Vekîl, vekâlet verenin ihtiyaç duyduğu bütün şeyleri yapmaya
yetkili kıldığı kimsedir. Bu yüzdendir ki insanlar vekâlet
olarak, ihtiyaç duyduğu mahsus ve makûl bütün işleri gerçek
ve bağımsız tek vekîl olan Allâh (c.c.)’ya havale etmektedirler.
İnsanı ilgilendiren bütün işlerde Allâh (c.c.)’ye güvenip
dayanmalı, O (c.c.)’ya sığınmalı ve yalnız O (c.c.)’dan
yardım dilemeliyiz. Zira inananlar, inanmayanlar, iyiler, kötüler,
kuşlar, vahşi ve evcil hayvanlar, her ihtiyaç sahibi Allâh
(c.c.)’ye güvenip dayanır. Yalnız O (c.c.)’ya tevekkül ederler.
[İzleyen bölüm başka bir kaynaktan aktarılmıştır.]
//! Nesting-level analysis for values and conditions.

use crate::{condition::Condition, value::Value, TupleId};

/// The deepest tuple identifier referenced inside `value`, or `None` if
/// the value is tuple-free. A value is computable at any loop level at or
/// below its result.
pub fn value_level(value: &Value) -> Option<TupleId> {
    match value {
        Value::ElementAccess { level, .. } => Some(*level),
        other => other
            .children()
            .into_iter()
            .filter_map(value_level)
            .max(),
    }
}

/// The deepest tuple identifier `condition` depends on, over all
/// comparands and existence patterns. A condition can be placed
/// immediately inside the search that introduces this identifier.
pub fn condition_level(condition: &Condition) -> Option<TupleId> {
    let own = condition.values().into_iter().filter_map(value_level).max();
    let nested = condition
        .children()
        .into_iter()
        .filter_map(condition_level)
        .max();
    own.max(nested)
}

#[cfg(test)]
mod test {
    use quickcheck_macros::quickcheck;

    use crate::condition::equals;
    use crate::operator::IntrinsicOp;
    use crate::value::{access, Value};

    use super::{condition_level, value_level};

    #[test]
    fn deepest_access_wins() {
        let value = Value::Intrinsic {
            op: IntrinsicOp::Add,
            args: vec![access(0, 0), access(3, 1)],
        };
        assert_eq!(value_level(&value), Some(3));
        assert_eq!(value_level(&Value::Number(5)), None);
    }

    #[test]
    fn condition_takes_max_over_comparands() {
        let condition = equals(access(1, 0), access(2, 1)).and(equals(access(0, 0), access(0, 1)));
        assert_eq!(condition_level(&condition), Some(2));
    }

    // A value occurring in a condition never exceeds the condition's level.
    #[quickcheck]
    fn monotone_in_comparands(lhs: Value, rhs: Value) -> bool {
        let condition = equals(lhs.clone(), rhs.clone());
        let level = condition_level(&condition);
        value_level(&lhs) <= level && value_level(&rhs) <= level
    }
}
Allâh (c.c.)’nun özel ve seçkin dostları, îmanla, dinine
yardım etmekle, sözünü yüceltmekle, düşmanlarına karşı
cihad etmekle, O (c.c.)’yu sevmekle ve emirlerine uygulamakla
Allâh (c.c.)’ye tevekkül ederler. Buhârî’nin naklettiğine
göre İbn Abbas (r.a.): “Hz.İbrahim (r.a.) ateşe atıldığı zaman
‘Hasbünallâhü ve ni’me’l-vekîl’ (Allâh (c.c.) bize yeter. O
(c.c.) ne güzel Vekîl’dir.)” sözünü söylediğini bizlere bildirmiştir.
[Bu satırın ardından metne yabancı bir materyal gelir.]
//! Per-stratum lowering of a whole program.
//!
//! Components are visited in topological order; each one contributes a
//! stratum with a fixed phase order: create, load, body, print-size,
//! store, drop. Recursive components evaluate semi-naively through their
//! `delta_`/`new_` auxiliaries.

use std::collections::HashMap;

use stratalog_ram::{
    condition::Condition,
    program::Program as RamProgram,
    relation::Relation as RamRelation,
    statement::{IoDirectives, Statement},
};

use crate::{
    analysis::ProgramAnalyses, ast::Program, config::Config, error::TranslationError,
    symbols::SymbolTable,
};

use super::{
    clause::{ClauseTranslator, Emission},
    provenance, ram_relation,
};

const DELTA_PREFIX: &str = "delta_";
const NEW_PREFIX: &str = "new_";

/// Translate `program` into a RAM program.
pub(crate) fn translate_program(
    program: &Program,
    analyses: &ProgramAnalyses,
    symbols: &mut SymbolTable,
    config: &Config,
) -> Result<RamProgram, TranslationError> {
    // Plain descriptors for every declared relation; semi-naive variants
    // derive their prefixed versions from these.
    let mut catalog = HashMap::new();
    for relation in program.relations() {
        catalog.insert(
            relation.name().to_owned(),
            ram_relation(relation, &analyses.type_env)?,
        );
    }

    let mut strata = Vec::new();
    for scc in analyses.scc_graph.topological_order() {
        let stratum = translate_stratum(scc, program, analyses, symbols, config, &catalog)?;
        strata.push(Statement::Stratum {
            index: scc,
            body: Box::new(Statement::Sequence(stratum)),
        });
    }

    let mut main = Statement::Sequence(strata);
    if config.profile {
        main = Statement::LogTimer {
            label: "runtime".to_string(),
            nested: Box::new(main),
        };
    }

    let mut ram_program = RamProgram::new(main);
    if config.provenance {
        provenance::add_subproof_subroutines(&mut ram_program, program, symbols, &catalog)?;
    }
    Ok(ram_program)
}

fn translate_stratum(
    scc: usize,
    program: &Program,
    analyses: &ProgramAnalyses,
    symbols: &mut SymbolTable,
    config: &Config,
    catalog: &HashMap<String, RamRelation>,
) -> Result<Vec<Statement>, TranslationError> {
    let scc_graph = &analyses.scc_graph;
    let internals = scc_graph.internal_relations(scc);
    let recursive = scc_graph.is_recursive(scc);

    let declared = |index: usize| &program.relations()[index];
    let ram = |index: usize| ram_of(catalog, program, index);

    let mut statements = Vec::new();

    // Create internal relations, with semi-naive auxiliaries when the
    // component iterates.
    for &relation in internals {
        statements.push(Statement::Create(ram(relation).clone()));
        if recursive {
            statements.push(Statement::Create(ram(relation).prefixed(DELTA_PREFIX)));
            statements.push(Statement::Create(ram(relation).prefixed(NEW_PREFIX)));
        }
    }

    // Load internal inputs from the facts directory.
    for &relation in internals {
        if declared(relation).is_input() {
            statements.push(Statement::Load {
                relation: ram(relation).clone(),
                directives: IoDirectives::new(&config.fact_dir, ".facts"),
            });
        }
    }

    // With a communication engine, external predecessors are staged in
    // the output directory.
    if config.engine {
        for relation in scc_graph.external_output_predecessors(scc) {
            statements.push(Statement::Load {
                relation: ram(relation).clone(),
                directives: IoDirectives::new(&config.output_dir, ".csv"),
            });
        }
        for relation in scc_graph.external_non_output_predecessors(scc) {
            statements.push(Statement::Load {
                relation: ram(relation).clone(),
                directives: IoDirectives::new(&config.output_dir, ".facts"),
            });
        }
    }

    // The component body.
    if recursive {
        statements.extend(translate_recursive(
            internals, program, analyses, symbols, catalog,
        )?);
    } else {
        statements.extend(translate_non_recursive(
            internals[0],
            program,
            symbols,
            catalog,
        )?);
    }

    for &relation in internals {
        if declared(relation).is_printsize() {
            statements.push(Statement::PrintSize(ram(relation).clone()));
        }
    }

    if config.engine {
        for relation in scc_graph.internal_non_outputs_with_external_successors(scc) {
            statements.push(Statement::Store {
                relation: ram(relation).clone(),
                directives: IoDirectives::new(&config.output_dir, ".facts"),
            });
        }
    }

    for &relation in internals {
        if declared(relation).is_output() {
            statements.push(Statement::Store {
                relation: ram(relation).clone(),
                directives: IoDirectives::new(&config.output_dir, ".csv"),
            });
        }
    }

    // Provenance keeps every intermediate alive for later subproofs.
    if !config.provenance {
        if config.engine {
            for &relation in internals {
                statements.push(Statement::Drop(ram(relation).clone()));
            }
            for relation in scc_graph.external_output_predecessors(scc) {
                statements.push(Statement::Drop(ram(relation).clone()));
            }
            for relation in scc_graph.external_non_output_predecessors(scc) {
                statements.push(Statement::Drop(ram(relation).clone()));
            }
        } else {
            for &relation in analyses.schedule.expired_at(scc) {
                statements.push(Statement::Drop(ram(relation).clone()));
            }
        }
    }

    Ok(statements)
}

/// Lower every clause of a non-recursive relation, in declaration order.
fn translate_non_recursive(
    relation: usize,
    program: &Program,
    symbols: &mut SymbolTable,
    catalog: &HashMap<String, RamRelation>,
) -> Result<Vec<Statement>, TranslationError> {
    let name = program.relations()[relation].name();
    let target = catalog
        .get(name)
        .expect("catalog covers every declared relation")
        .clone();

    let mut statements = Vec::new();
    for (_, clause) in program.clauses_for(name) {
        let atom_relations = resolve_atoms(clause.positive_atoms(), catalog, &HashMap::new())?;
        let mut translator = ClauseTranslator::new(symbols, catalog);
        let operation = translator.translate(
            clause,
            &atom_relations,
            Emission::Project {
                target: target.clone(),
                guard_against: None,
            },
        )?;
        log::debug!("lowered {clause}");
        statements.push(Statement::Query(operation));
    }
    Ok(statements)
}

/// Semi-naive evaluation of a recursive component: seed the relations and
/// their deltas with the base cases, then iterate delta-joined variants of
/// every recursive clause until nothing new is derived.
fn translate_recursive(
    internals: &[usize],
    program: &Program,
    analyses: &ProgramAnalyses,
    symbols: &mut SymbolTable,
    catalog: &HashMap<String, RamRelation>,
) -> Result<Vec<Statement>, TranslationError> {
    let in_component = |name: &str| {
        program
            .relation_index(name)
            .is_some_and(|index| internals.contains(&index))
    };

    let mut statements = Vec::new();

    // Base cases go into the relation itself and seed the delta.
    for &relation in internals {
        let name = program.relations()[relation].name();
        let target = catalog
            .get(name)
            .expect("catalog covers every declared relation")
            .clone();

        for (clause_index, clause) in program.clauses_for(name) {
            if analyses.recursive_clauses.is_recursive(clause_index) {
                continue;
            }
            let atom_relations = resolve_atoms(clause.positive_atoms(), catalog, &HashMap::new())?;
            let mut translator = ClauseTranslator::new(symbols, catalog);
            let operation = translator.translate(
                clause,
                &atom_relations,
                Emission::Project {
                    target: target.clone(),
                    guard_against: None,
                },
            )?;
            log::debug!("lowered base case {clause}");
            statements.push(Statement::Query(operation));
        }

        statements.push(Statement::Merge {
            target: target.prefixed(DELTA_PREFIX),
            source: target,
        });
    }

    // One parallel arm per relation; each arm runs the delta variants of
    // that relation's recursive clauses and is the only writer of its
    // `new_` auxiliary.
    let mut arms = Vec::new();
    for &relation in internals {
        let name = program.relations()[relation].name();
        let target = catalog
            .get(name)
            .expect("catalog covers every declared relation")
            .clone();

        let mut variants = Vec::new();
        for (clause_index, clause) in program.clauses_for(name) {
            if !analyses.recursive_clauses.is_recursive(clause_index) {
                continue;
            }

            let delta_positions: Vec<usize> = clause
                .positive_atoms()
                .enumerate()
                .filter(|(_, atom)| in_component(&atom.relation))
                .map(|(position, _)| position)
                .collect();

            for &delta_position in &delta_positions {
                let overrides: HashMap<usize, RamRelation> = {
                    let atom = clause
                        .positive_atoms()
                        .nth(delta_position)
                        .expect("position was enumerated above");
                    let plain = catalog
                        .get(&atom.relation)
                        .ok_or_else(|| TranslationError::UnknownRelation(atom.relation.clone()))?;
                    HashMap::from([(delta_position, plain.prefixed(DELTA_PREFIX))])
                };

                let atom_relations = resolve_atoms(clause.positive_atoms(), catalog, &overrides)?;
                let mut translator = ClauseTranslator::new(symbols, catalog);
                let operation = translator.translate(
                    clause,
                    &atom_relations,
                    Emission::Project {
                        target: target.prefixed(NEW_PREFIX),
                        guard_against: Some(target.clone()),
                    },
                )?;
                log::debug!("lowered delta variant {delta_position} of {clause}");
                variants.push(Statement::Query(operation));
            }
        }

        match variants.len() {
            0 => {}
            1 => arms.push(variants.pop().expect("length was checked")),
            _ => arms.push(Statement::Sequence(variants)),
        }
    }

    let mut loop_body = vec![Statement::Parallel(arms)];

    // Terminate in the iteration that derives nothing new.
    let exit = Condition::fold(internals.iter().map(|&relation| {
        Condition::Empty(
            catalog
                .get(program.relations()[relation].name())
                .expect("catalog covers every declared relation")
                .prefixed(NEW_PREFIX),
        )
    }))
    .expect("recursive components are non-empty");
    loop_body.push(Statement::Exit(exit));

    for &relation in internals {
        let plain = catalog
            .get(program.relations()[relation].name())
            .expect("catalog covers every declared relation")
            .clone();
        loop_body.push(Statement::Swap(
            plain.prefixed(DELTA_PREFIX),
            plain.prefixed(NEW_PREFIX),
        ));
        loop_body.push(Statement::Merge {
            target: plain.clone(),
            source: plain.prefixed(DELTA_PREFIX),
        });
        loop_body.push(Statement::Clear(plain.prefixed(NEW_PREFIX)));
    }

    statements.push(Statement::Loop(Box::new(Statement::Sequence(loop_body))));
    Ok(statements)
}

/// The catalog descriptor of the relation at `index` in declaration
/// order.
fn ram_of<'c>(
    catalog: &'c HashMap<String, RamRelation>,
    program: &Program,
    index: usize,
) -> &'c RamRelation {
    catalog
        .get(program.relations()[index].name())
        .expect("catalog covers every declared relation")
}

/// Resolve the relation each positive atom reads from, applying the
/// per-position overrides of semi-naive variants.
pub(crate) fn resolve_atoms<'a>(
    atoms: impl Iterator<Item = &'a crate::ast::Atom>,
    catalog: &HashMap<String, RamRelation>,
    overrides: &HashMap<usize, RamRelation>,
) -> Result<Vec<RamRelation>, TranslationError> {
    atoms
        .enumerate()
        .map(|(position, atom)| match overrides.get(&position) {
            Some(relation) => Ok(relation.clone()),
            None => catalog
                .get(&atom.relation)
                .cloned()
                .ok_or_else(|| TranslationError::UnknownRelation(atom.relation.clone())),
        })
        .collect()
}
Buna göre vekîl, koruyan, himâye eden, kefil olan,
adâletli davranan ve yeterli olan anlamlarına da gelmektedir.
Vekîl olan Allâh (c.c.), pek zengindir. Kul, kalbini işlerden
uzak tutmalı, bütün işleri Allâh (c.c.)’ya havale etmeli, bu işlerin
sıkıntı ve zorluklarıyla kalbini meşgul etmemelidir. Yine
de kul bütün bu sıkıntı ve zorluklara rağmen Allâh (c.c.)’dan
çok isteklerde bulunmamalı ve O (c.c.)’nun verdiklerine râzı
olup sabretmelidirler. Zaten eğer insanlar, kendi üzerlerine
düşen bütün vazifeleri yaptıktan sonra, Allâh (c.c.)’ya tevekkül
edip işlerini O (c.c.)’ya ısmarlarlarsa mutlaka muradlarına
nâil olurlar. Şunu da unutmamak lâzımdır ki sırt üstü yatıp
ben işimi Allâh (c.c.)’ya havâle ettim diyenler her saadetten
mahrum kalırlar. Meselâ şu var ki: Çalıştık, toprağa tohum
ektik, mutlaka başak toplayacağız, o iş ister istemez olacak
dememeli, tesiri Yüce Allâh (c.c.)’dan beklemeliyiz. Bu sebepler
birer vasıta hükmünde olup, bütün tesir yine Allâh
(c.c.)’nun elindedir.
(Kurtubi – Beyhaki – es-Sa’di, Esmâü’l-Hüsnâ, 430-435.s.)